[[ Data to process open ]]

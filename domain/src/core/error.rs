//! Domain error types

use thiserror::Error;

/// Domain-level errors
#[derive(Error, Debug)]
pub enum DomainError {
    #[error("Please enter a valid Polymarket URL (got: {0:?})")]
    InvalidMarketUrl(String),
}
//! CLI entrypoint for market-council
//!
//! This is the main binary that wires together all layers using
//! dependency injection.

use anyhow::{Context, Result, anyhow, bail};
use clap::Parser;
use colored::Colorize;
use council_application::{AnalysisConfig, FetchTrendingUseCase, RunAnalysisUseCase};
use council_domain::{MarketUrl, Model, OutputFormat};
use council_infrastructure::{
    ConfigLoader, FileConfig, GeminiGateway, JsonlConversationLogger, PolymarketFeed,
};
use council_presentation::{Cli, ConsoleFormatter, OutputFormatter, ProgressReporter};
use std::fs::OpenOptions;
use std::path::Path;
use std::sync::Arc;
use tracing::{error, info, warn};
use tracing_appender::non_blocking::WorkerGuard;
use tracing_subscriber::EnvFilter;

const RUN_FAILED_MESSAGE: &str =
    "An error occurred during the analysis. Please check the market URL and try again.";

#[tokio::main]
async fn main() -> Result<()> {
    let cli = Cli::parse();

    // Keep the guard alive so buffered log lines are flushed on exit
    let _log_guard = init_logging(cli.verbose, cli.log_file.as_deref())?;

    info!("Starting market-council");

    if cli.show_config {
        ConfigLoader::print_config_sources();
        return Ok(());
    }

    // === Configuration ===
    let config = if cli.no_config {
        ConfigLoader::load_defaults()
    } else {
        ConfigLoader::load(cli.config.as_ref())
            .map_err(|e| anyhow!("Failed to load configuration: {}", e))?
    };

    for issue in config.ensure_valid()? {
        warn!("{}", issue.message);
    }

    if cli.no_color || !config.output.color {
        colored::control::set_override(false);
    }

    // Trending mode
    if cli.trending {
        let feed = Arc::new(PolymarketFeed::new().context("Failed to build HTTP client")?);
        let markets = FetchTrendingUseCase::new(feed).execute().await;
        print!("{}", ConsoleFormatter::format_trending(&markets));
        return Ok(());
    }

    // Analysis mode - URL is required
    let Some(url) = cli.url.as_deref() else {
        bail!("A market URL is required. Use --trending to list popular markets.");
    };
    let market_url = MarketUrl::parse(url)?;

    let analysis_config = apply_cli_overrides(config.to_analysis_config(), &cli);
    let errors: Vec<String> = analysis_config
        .validate()
        .into_iter()
        .filter_map(|issue| issue.is_error().then_some(issue.message))
        .collect();
    if !errors.is_empty() {
        bail!("Invalid options: {}", errors.join("; "));
    }

    let format = output_format(&cli, &config);

    // === Dependency Injection ===
    let gateway = Arc::new(GeminiGateway::new(&config.gemini.to_gemini_config())?);
    let mut use_case = RunAnalysisUseCase::new(gateway);

    if let Some(path) = &cli.transcript {
        match JsonlConversationLogger::new(path) {
            Some(logger) => use_case = use_case.with_conversation_logger(Arc::new(logger)),
            None => warn!("Transcript disabled: cannot open {}", path.display()),
        }
    }

    if !cli.quiet && format != OutputFormat::Json {
        print_header(&market_url, &analysis_config);
    }

    let input = analysis_config.to_input(market_url);

    let result = if cli.quiet {
        use_case.execute(input).await
    } else {
        let progress = ProgressReporter::new();
        use_case.execute_with_progress(input, &progress).await
    };

    let result = match result {
        Ok(result) => result,
        Err(e) => {
            error!(error = %e, "Analysis run failed");
            eprintln!("{}", RUN_FAILED_MESSAGE.red());
            std::process::exit(1);
        }
    };

    println!("{}", ConsoleFormatter.render(&result, format));

    Ok(())
}

/// Initialize tracing by verbosity; `--log-file` redirects it to a file.
fn init_logging(verbose: u8, log_file: Option<&Path>) -> Result<Option<WorkerGuard>> {
    let filter = match verbose {
        0 => EnvFilter::new("warn"),
        1 => EnvFilter::new("info"),
        2 => EnvFilter::new("debug"),
        _ => EnvFilter::new("trace"), // -vvv or more
    };

    match log_file {
        Some(path) => {
            let file = OpenOptions::new()
                .create(true)
                .append(true)
                .open(path)
                .with_context(|| format!("Failed to open log file {}", path.display()))?;
            let (writer, guard) = tracing_appender::non_blocking(file);

            tracing_subscriber::fmt()
                .with_env_filter(filter)
                .with_target(false)
                .with_ansi(false)
                .with_writer(writer)
                .init();

            Ok(Some(guard))
        }
        None => {
            tracing_subscriber::fmt()
                .with_env_filter(filter)
                .with_target(false)
                .with_writer(std::io::stderr)
                .init();

            Ok(None)
        }
    }
}

/// Layer command-line flags over the file configuration.
fn apply_cli_overrides(config: AnalysisConfig, cli: &Cli) -> AnalysisConfig {
    let mut models = config.models().clone();

    if let Some(worker) = &cli.worker_model {
        models = models.with_worker(Model::from(worker.as_str()));
    }
    if let Some(synthesis) = &cli.synthesis_model {
        models = models.with_synthesis(Model::from(synthesis.as_str()));
    }
    if !cli.model.is_empty() {
        models = models.with_analysts(cli.model.iter().map(|m| Model::from(m.as_str())).collect());
    }

    let strategy = cli.strategy.map(Into::into).unwrap_or(config.strategy());
    let cross_examination = config.cross_examination() && !cli.no_cross_examination;

    AnalysisConfig::new(strategy, models).with_cross_examination(cross_examination)
}

fn output_format(cli: &Cli, config: &FileConfig) -> OutputFormat {
    cli.output
        .map(Into::into)
        .or(config.output.format)
        .unwrap_or_default()
}

fn print_header(market_url: &MarketUrl, config: &AnalysisConfig) {
    eprintln!();
    eprintln!("+============================================================+");
    eprintln!("|           Market Council - Prediction Analysis             |");
    eprintln!("+============================================================+");
    eprintln!();
    eprintln!("Market: {}", market_url);
    eprintln!("Strategy: {}", config.strategy());
    eprintln!(
        "Models: worker {}, synthesis {}",
        config.models().worker,
        config.models().synthesis
    );
    eprintln!();
}

#[cfg(test)]
mod tests {
    use super::*;
    use council_domain::WorkerStrategy;

    fn cli(args: &[&str]) -> Cli {
        let mut argv = vec!["market-council"];
        argv.extend_from_slice(args);
        Cli::try_parse_from(argv).unwrap()
    }

    #[test]
    fn test_overrides_replace_models_and_strategy() {
        let cli = cli(&[
            "--strategy",
            "dual-stance",
            "-m",
            "gemini-2.5-pro",
            "--synthesis-model",
            "gemini-3-pro-preview",
        ]);
        let config = apply_cli_overrides(AnalysisConfig::default(), &cli);

        assert_eq!(config.strategy(), WorkerStrategy::DualStance);
        assert_eq!(config.models().analysts, vec![Model::Gemini25Pro]);
        assert_eq!(config.models().synthesis, Model::Gemini3Pro);
        assert_eq!(config.models().worker, Model::Gemini25Flash);
    }

    #[test]
    fn test_no_flags_keeps_file_values() {
        let file = AnalysisConfig::new(WorkerStrategy::DualStance, Default::default())
            .with_cross_examination(false);
        let config = apply_cli_overrides(file, &cli(&[]));

        assert_eq!(config.strategy(), WorkerStrategy::DualStance);
        assert!(!config.cross_examination());
    }

    #[test]
    fn test_cross_examination_flag_disables() {
        let config =
            apply_cli_overrides(AnalysisConfig::default(), &cli(&["--no-cross-examination"]));
        assert!(!config.cross_examination());
    }

    #[test]
    fn test_output_format_precedence() {
        let mut file = FileConfig::default();
        file.output.format = Some(OutputFormat::Consensus);

        assert_eq!(output_format(&cli(&[]), &file), OutputFormat::Consensus);
        assert_eq!(output_format(&cli(&["-o", "json"]), &file), OutputFormat::Json);
        assert_eq!(
            output_format(&cli(&[]), &FileConfig::default()),
            OutputFormat::Full
        );
    }
}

[[ Data to process closed ]]

After locating the line with "Domain error types" in the material above, return it and each line after it exactly, ending at the line with "ConfigLoader::print_config_sources();".

Solution below:
//! Domain error types

use thiserror::Error;

/// Domain-level errors
#[derive(Error, Debug)]
pub enum DomainError {
    #[error("Please enter a valid Polymarket URL (got: {0:?})")]
    InvalidMarketUrl(String),
}
//! CLI entrypoint for market-council
//!
//! This is the main binary that wires together all layers using
//! dependency injection.

use anyhow::{Context, Result, anyhow, bail};
use clap::Parser;
use colored::Colorize;
use council_application::{AnalysisConfig, FetchTrendingUseCase, RunAnalysisUseCase};
use council_domain::{MarketUrl, Model, OutputFormat};
use council_infrastructure::{
    ConfigLoader, FileConfig, GeminiGateway, JsonlConversationLogger, PolymarketFeed,
};
use council_presentation::{Cli, ConsoleFormatter, OutputFormatter, ProgressReporter};
use std::fs::OpenOptions;
use std::path::Path;
use std::sync::Arc;
use tracing::{error, info, warn};
use tracing_appender::non_blocking::WorkerGuard;
use tracing_subscriber::EnvFilter;

const RUN_FAILED_MESSAGE: &str =
    "An error occurred during the analysis. Please check the market URL and try again.";

#[tokio::main]
async fn main() -> Result<()> {
    let cli = Cli::parse();

    // Keep the guard alive so buffered log lines are flushed on exit
    let _log_guard = init_logging(cli.verbose, cli.log_file.as_deref())?;

    info!("Starting market-council");

    if cli.show_config {
        ConfigLoader::print_config_sources();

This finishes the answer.